Tanzania's rank in the United Nations Development Program’s (UNDP) Human Development Index has improved since 1995, but its progress toward the Millennium Development Goals (MDGs) has been uneven. The country is expected to reach only three out of seven MDGs by 2015. Tanzania is on track to meet the MDGs related to combating HIV/AIDS and reducing infant and under-five mortality but is lagging in primary school completion, maternal health, poverty eradication, malnutrition, and environmental sustainability.

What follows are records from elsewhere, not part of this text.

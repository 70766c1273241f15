//! Error types for navigation

use thiserror::Error;

use crate::navigation::PageId;

/// Errors raised while starting or running a navigation.
///
/// All of these are programming errors in the surrounding application, such
/// as a malformed place or a page hierarchy that does not match the place.
/// Loader failures are not errors of this kind; they are reported through
/// the loading placeholder.
#[derive(Error, Debug, Clone, PartialEq, Eq)]
pub enum NavigationError {
    #[error("place '{0}' has an empty view path")]
    EmptyViewPath(String),

    #[error("cannot load page '{child}' into '{page}' because it is not a frame")]
    NotAFrame { page: PageId, child: PageId },

    #[error("no loader registered for page '{0}'")]
    NoLoader(PageId),

    #[error("page manager needs a current-thread runtime")]
    MultiThreadRuntime,
}

/// Errors that can occur when parsing a history token into a place
#[derive(Error, Debug, Clone, PartialEq, Eq)]
pub enum PlaceParseError {
    #[error("empty view path node at position {0}")]
    EmptyNode(usize),

    #[error("view path node '{0}' is missing a ':' between region and page")]
    MissingSeparator(String),

    #[error("view path node '{0}' has an empty region or page")]
    EmptyComponent(String),

    #[error("malformed parameter '{0}'")]
    MalformedParameter(String),
}
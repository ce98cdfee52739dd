/// Easing curves, named after the GSAP eases the site was designed with.
///
/// `power1` is quadratic and `power2` cubic.
#[derive(Debug, Clone, Copy, PartialEq, Default)]
pub enum Ease {
    Linear,
    #[default]
    Power1Out,
    Power1InOut,
    Power2Out,
    Power2InOut,
    /// Overshoots past the end before settling. The value is the overshoot amount.
    BackOut(f64),
}

impl Ease {
    /// Maps linear progress `t` in `[0, 1]` to eased progress. Endpoints are fixed:
    /// `apply(0.0) == 0.0` and `apply(1.0) == 1.0` for every curve.
    pub fn apply(self, t: f64) -> f64 {
        if t <= 0.0 {
            return 0.0;
        }
        if t >= 1.0 {
            return 1.0;
        }
        match self {
            Ease::Linear => t,
            Ease::Power1Out => 1.0 - (1.0 - t).powi(2),
            Ease::Power1InOut => {
                if t < 0.5 {
                    2.0 * t * t
                } else {
                    1.0 - (-2.0 * t + 2.0).powi(2) / 2.0
                }
            }
            Ease::Power2Out => 1.0 - (1.0 - t).powi(3),
            Ease::Power2InOut => {
                if t < 0.5 {
                    4.0 * t * t * t
                } else {
                    1.0 - (-2.0 * t + 2.0).powi(3) / 2.0
                }
            }
            Ease::BackOut(s) => {
                let u = t - 1.0;
                1.0 + (s + 1.0) * u.powi(3) + s * u.powi(2)
            }
        }
    }
}

#[cfg(test)]
mod tests {
    use super::*;

    const ALL: [Ease; 6] = [
        Ease::Linear,
        Ease::Power1Out,
        Ease::Power1InOut,
        Ease::Power2Out,
        Ease::Power2InOut,
        Ease::BackOut(1.7),
    ];

    #[test]
    fn test_endpoints() {
        for ease in ALL {
            assert!(ease.apply(0.0).abs() < 1e-9, "{ease:?} at 0");
            assert!((ease.apply(1.0) - 1.0).abs() < 1e-9, "{ease:?} at 1");
        }
    }

    #[test]
    fn test_out_curves_lead() {
        assert!(Ease::Power2Out.apply(0.5) > Ease::Power1Out.apply(0.5));
        assert!(Ease::Power1Out.apply(0.5) > Ease::Linear.apply(0.5));
        assert!((Ease::Power2InOut.apply(0.5) - 0.5).abs() < 1e-9);
    }

    #[test]
    fn test_back_overshoots() {
        let peak = (1..100)
            .map(|i| Ease::BackOut(1.7).apply(i as f64 / 100.0))
            .fold(f64::MIN, f64::max);
        assert!(peak > 1.0);
    }

    #[test]
    fn test_clamped_input() {
        assert_eq!(Ease::Power2Out.apply(-1.0), 0.0);
        assert_eq!(Ease::Power2Out.apply(2.0), 1.0);
    }
}
pub fn about_section(section: TargetId) -> Timeline {
    let mut tl = Timeline::new();
    tl.from_to(
        section,
        Props::new().opacity(0.0).blur(10.0),
        Props::new().opacity(1.0).blur(0.0),
        TweenSpec::new(1.0),
        Position::End,
    );
    tl
}

pub fn about_portrait(image: TargetId) -> Timeline {
    let mut tl = Timeline::new();
    tl.from_to(
        image,
        Props::new().x(-100.0).opacity(0.0).rotation(-5.0),
        Props::new().x(0.0).opacity(1.0).rotation(0.0),
        TweenSpec::new(1.0).ease(Ease::Power2Out),
        Position::End,
    );
    tl
}

pub fn about_content(children: &[TargetId]) -> Timeline {
    let mut tl = Timeline::new();
    tl.from_to_each(
        children,
        Props::new().x(100.0).opacity(0.0),
        Props::new().x(0.0).opacity(1.0),
        TweenSpec::new(0.8).stagger(0.2).ease(Ease::Power2Out),
        Position::End,
    );
    tl
}

pub fn skill_tiles(tiles: &[TargetId]) -> Timeline {
    let mut tl = Timeline::new();
    tl.from_to_each(
        tiles,
        Props::new().y(50.0).opacity(0.0).scale(0.8),
        Props::new().y(0.0).opacity(1.0).scale(1.0),
        TweenSpec::new(0.6).stagger(0.1).ease(BACK),
        Position::End,
    );
    tl
}

pub fn project_cards(cards: &[TargetId]) -> Timeline {
    let mut tl = Timeline::new();
    tl.from_to_each(
        cards,
        Props::new().opacity(0.0).y(100.0).scale(0.8),
        Props::new().opacity(1.0).y(0.0).scale(1.0),
        TweenSpec::new(0.8).stagger(0.2).ease(BACK),
        Position::End,
    );
    tl
}

/// Form and social row, then the inputs, then the submit button.
pub fn contact(blocks: &[TargetId], inputs: &[TargetId], button: TargetId) -> Timeline {
    let mut tl = Timeline::new();
    tl.from_to_each(
        blocks,
        hidden_blurred(50.0),
        shown_sharp(),
        TweenSpec::new(1.0).stagger(0.2).ease(Ease::Power2Out),
        Position::End,
    )
    .from_to_each(
        inputs,
        Props::new().opacity(0.0).x(-30.0),
        Props::new().opacity(1.0).x(0.0),
        TweenSpec::new(0.5).stagger(0.1).ease(Ease::Power2Out),
        Position::Overlap(0.5),
    )
    .from_to(
        button,
        Props::new().opacity(0.0).scale(0.8),
        Props::new().opacity(1.0).scale(1.0),
        TweenSpec::new(0.5).ease(BACK),
        Position::Overlap(0.3),
    );
    tl
}

pub fn footer(footer: TargetId) -> Timeline {
    let mut tl = Timeline::new();
    tl.from_to(
        footer,
        Props::new().opacity(0.0).y(60.0).blur(10.0),
        shown_sharp(),
        TweenSpec::new(1.0).ease(Ease::Power2Out),
        Position::End,
    );
    tl
}

/// Placement and motion of one footer particle.
#[derive(Debug, Clone, Copy, PartialEq)]
pub struct Particle {
    /// Percent of the footer box.
    pub left: f64,
    pub top: f64,
    pub drift: f64,
    pub duration: f64,
}

/// Seeded by index so the server and the client scatter particles identically.
pub fn particle(index: u32) -> Particle {
    let mut rng = ChaCha8Rng::seed_from_u64(u64::from(index));
    Particle {
        left: rng.gen_range(0.0..100.0),
        top: rng.gen_range(0.0..100.0),
        drift: rng.gen_range(-10.0..10.0),
        duration: rng.gen_range(4.0..6.0),
    }
}

pub fn particles(particles: &[TargetId]) -> Timeline {
    let mut tl = Timeline::new();
    for (i, p) in particles.iter().enumerate() {
        let Particle { drift, duration, .. } = particle(i as u32);
        tl.to(
            *p,
            Props::new().y(-30.0).x(drift),
            TweenSpec::new(duration)
                .delay(0.2 * i as f64)
                .ease(Ease::Power1InOut)
                .repeat(Repeat::Forever)
                .yoyo(true),
            Position::At(0.0),
        );
    }
    tl
}

pub fn nav_intro(nav: TargetId) -> Timeline {
    let mut tl = Timeline::new();
    tl.from_to(
        nav,
        Props::new().y(-100.0).opacity(0.0),
        Props::new().y(0.0).opacity(1.0),
        TweenSpec::new(1.0).delay(0.5).ease(Ease::Power2Out),
        Position::End,
    );
    tl
}

/// Slide-in of the mobile menu. Played to open, reversed to close.
pub fn mobile_menu(panel: TargetId, items: &[TargetId]) -> Timeline {
    let mut tl = Timeline::new();
    tl.from_to(
        panel,
        Props::new().x_percent(100.0),
        Props::new().x_percent(0.0),
        TweenSpec::new(0.5).ease(Ease::Power2Out),
        Position::At(0.0),
    )
    .from_to_each(
        items,
        Props::new().x(50.0).opacity(0.0),
        Props::new().x(0.0).opacity(1.0),
        TweenSpec::new(0.3).stagger(0.1).delay(0.2),
        Position::At(0.0),
    );
    tl
}

/// One-shot bump on the submit button once delivery finishes.
pub fn submit_pulse(button: TargetId) -> Timeline {
    let mut tl = Timeline::new();
    tl.to(
        button,
        Props::new().scale(1.1),
        TweenSpec::new(0.2)
            .ease(Ease::Power2Out)
            .repeat(Repeat::Times(1))
            .yoyo(true),
        Position::End,
    );
    tl
}

fn lift(target: TargetId, to: Props) -> Timeline {
    let mut tl = Timeline::new();
    tl.to(
        target,
        to,
        TweenSpec::new(0.3).ease(Ease::Power2Out),
        Position::End,
    );
    tl
}

pub fn card_hover(card: TargetId) -> Timeline {
    lift(card, Props::new().y(-10.0).scale(1.02))
}

pub fn cta_hover(cta: TargetId) -> Timeline {
    lift(cta, Props::new().scale(1.05))
}

pub fn input_focus(input: TargetId) -> Timeline {
    lift(input, Props::new().scale(1.02))
}
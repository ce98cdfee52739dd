use rust_embed::Embed;
use serde::{de::DeserializeOwned, Deserialize, Serialize};
use std::sync::LazyLock;
use thiserror::Error;

use crate::config::SiteConfig;

pub static PROJECTS: LazyLock<Vec<Project>> = LazyLock::new(|| load_or_default("projects.json"));
pub static SKILLS: LazyLock<Vec<Skill>> = LazyLock::new(|| load_or_default("skills.json"));
pub static SITE: LazyLock<SiteFile> = LazyLock::new(|| load_or_default("site.json"));

#[derive(Embed)]
#[folder = "content"]
pub struct Assets;

#[derive(Debug, Clone, PartialEq, Serialize, Deserialize)]
pub struct Project {
    pub id: u32,
    pub title: String,
    pub description: String,
    pub image: String,
    pub tech: Vec<String>,
    pub demo_url: String,
    pub github_url: String,
}

#[derive(Debug, Clone, PartialEq, Serialize, Deserialize)]
pub struct Skill {
    pub name: String,
    /// Phosphor icon class, e.g. `ph-atom`.
    pub icon: String,
    /// Tailwind text color class.
    pub color: String,
}

#[derive(Debug, Clone, PartialEq, Serialize, Deserialize)]
pub struct SocialLink {
    pub label: String,
    pub icon: String,
    pub url: String,
}

#[derive(Debug, Clone, PartialEq, Serialize, Deserialize)]
pub struct Profile {
    pub name: String,
    pub initials: String,
    pub role: String,
    pub tagline: String,
    pub bio: Vec<String>,
    pub portrait: String,
    pub hero_scene: String,
    pub socials: Vec<SocialLink>,
}

impl Default for Profile {
    fn default() -> Self {
        Self {
            name: "Portfolio".to_string(),
            initials: "P".to_string(),
            role: String::new(),
            tagline: String::new(),
            bio: Vec::new(),
            portrait: String::new(),
            hero_scene: String::new(),
            socials: Vec::new(),
        }
    }
}

#[derive(Debug, Clone, Default, Deserialize)]
pub struct SiteFile {
    #[serde(default)]
    pub profile: Profile,
    #[serde(default)]
    pub settings: SiteConfig,
}

#[derive(Error, Debug, Clone, PartialEq)]
pub enum ContentError {
    #[error("content file not found: {0}")]
    NotFound(String),
    #[error("couldn't parse {file}: {reason}")]
    ParseError { file: String, reason: String },
}

pub fn load<T: DeserializeOwned>(file: &str) -> Result<T, ContentError> {
    let content = Assets::get(file).ok_or_else(|| ContentError::NotFound(file.to_string()))?;
    serde_json::from_slice(&content.data).map_err(|e| ContentError::ParseError {
        file: file.to_string(),
        reason: e.to_string(),
    })
}

fn load_or_default<T: DeserializeOwned + Default>(file: &str) -> T {
    load(file).unwrap_or_else(|e| {
        log::error!("{e}");
        T::default()
    })
}

pub fn projects() -> &'static [Project] {
    &PROJECTS
}

pub fn skills() -> &'static [Skill] {
    &SKILLS
}

pub fn profile() -> &'static Profile {
    &SITE.profile
}

pub fn settings() -> &'static SiteConfig {
    &SITE.settings
}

The selection of the Education sector by the Government as one of its priority areas under the new initiative, the BRN was appropriate. While access to education has improved over the past decade, the quality of education has suffered. While enrollment has improved, reaching universal education in primary schools, the main problem in the education sector is poor outcomes at the primary and secondary levels. Service delivery is weak with slow growth in the number of qualified teachers and insufficient supply of textbooks and other inputs. The quality of secondary education has been affected by low quality at the primary level. The BRN approach involves the establishment of delivery laboratories in the six selected priority areas (education, water, energy, agriculture, resource mobilization and transport), with each generating results frameworks. The approach hinges on prioritization, monitoring and accountability in terms of performance.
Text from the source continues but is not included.